use std::collections::BTreeMap;
use std::fs::File;
use std::io::BufReader;
use std::path::Path;

use log::debug;
use serde::{Deserialize, Serialize};

use crate::errors::ManifestError;
use crate::transcripts::{TranscriptDescriptor, TranscriptsInfo};

/// Video component description loaded from JSON
///
/// ```json
/// {
///   "display_name": "Test Video",
///   "sub": "",
///   "transcripts": { "ge": "subs_grmtran1.srt", "hr": "subs_croatian1.srt" }
/// }
/// ```
#[derive(Debug, Clone, Serialize, Deserialize)]
pub struct VideoManifest {
    /// Human readable name of the video
    #[serde(default = "default_display_name")]
    pub display_name: String,

    /// Legacy English subtitle reference
    #[serde(default)]
    pub sub: String,

    /// Transcript references keyed by language code
    #[serde(default)]
    pub transcripts: BTreeMap<String, String>,

    /// Identifier in the external video pipeline, if any
    #[serde(default)]
    pub edx_video_id: Option<String>,
}

fn default_display_name() -> String {
    "Video".to_string()
}

impl VideoManifest {
    /// Parse and validate a manifest from a JSON string
    pub fn from_json_str(json: &str) -> Result<Self, ManifestError> {
        let manifest: Self = serde_json::from_str(json)?;
        manifest.validate()?;
        Ok(manifest)
    }

    /// Load and validate a manifest file
    pub fn load<P: AsRef<Path>>(path: P) -> Result<Self, ManifestError> {
        let path = path.as_ref();
        debug!("Loading video manifest from {:?}", path);

        let reader = BufReader::new(File::open(path)?);
        let manifest: Self = serde_json::from_reader(reader)?;
        manifest.validate()?;
        Ok(manifest)
    }

    /// Reject language keys that cannot name a transcript.
    ///
    /// Codes are not checked against ISO 639: authors may declare any code.
    pub fn validate(&self) -> Result<(), ManifestError> {
        for language in self.transcripts.keys() {
            if language.trim().is_empty() || language.chars().any(char::is_whitespace) {
                return Err(ManifestError::InvalidLanguage(language.clone()));
            }
        }
        Ok(())
    }

    /// Transcript metadata with blank references dropped
    pub fn transcripts_info(&self) -> TranscriptsInfo {
        let transcripts: TranscriptDescriptor = self
            .transcripts
            .iter()
            .filter(|(_, reference)| !reference.trim().is_empty())
            .map(|(language, reference)| (language.as_str(), reference.as_str()))
            .collect();

        TranscriptsInfo::new(self.sub.trim(), transcripts)
    }
}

□ □ □ □ □ □ □

» Task requirements: There is a line above that contains "blank references dropped". Copy it and all later lines through the last, exactly, and leave out the rest.

» Answer for the task:
    /// Transcript metadata with blank references dropped
    pub fn transcripts_info(&self) -> TranscriptsInfo {
        let transcripts: TranscriptDescriptor = self
            .transcripts
            .iter()
            .filter(|(_, reference)| !reference.trim().is_empty())
            .map(|(language, reference)| (language.as_str(), reference.as_str()))
            .collect();

        TranscriptsInfo::new(self.sub.trim(), transcripts)
    }
}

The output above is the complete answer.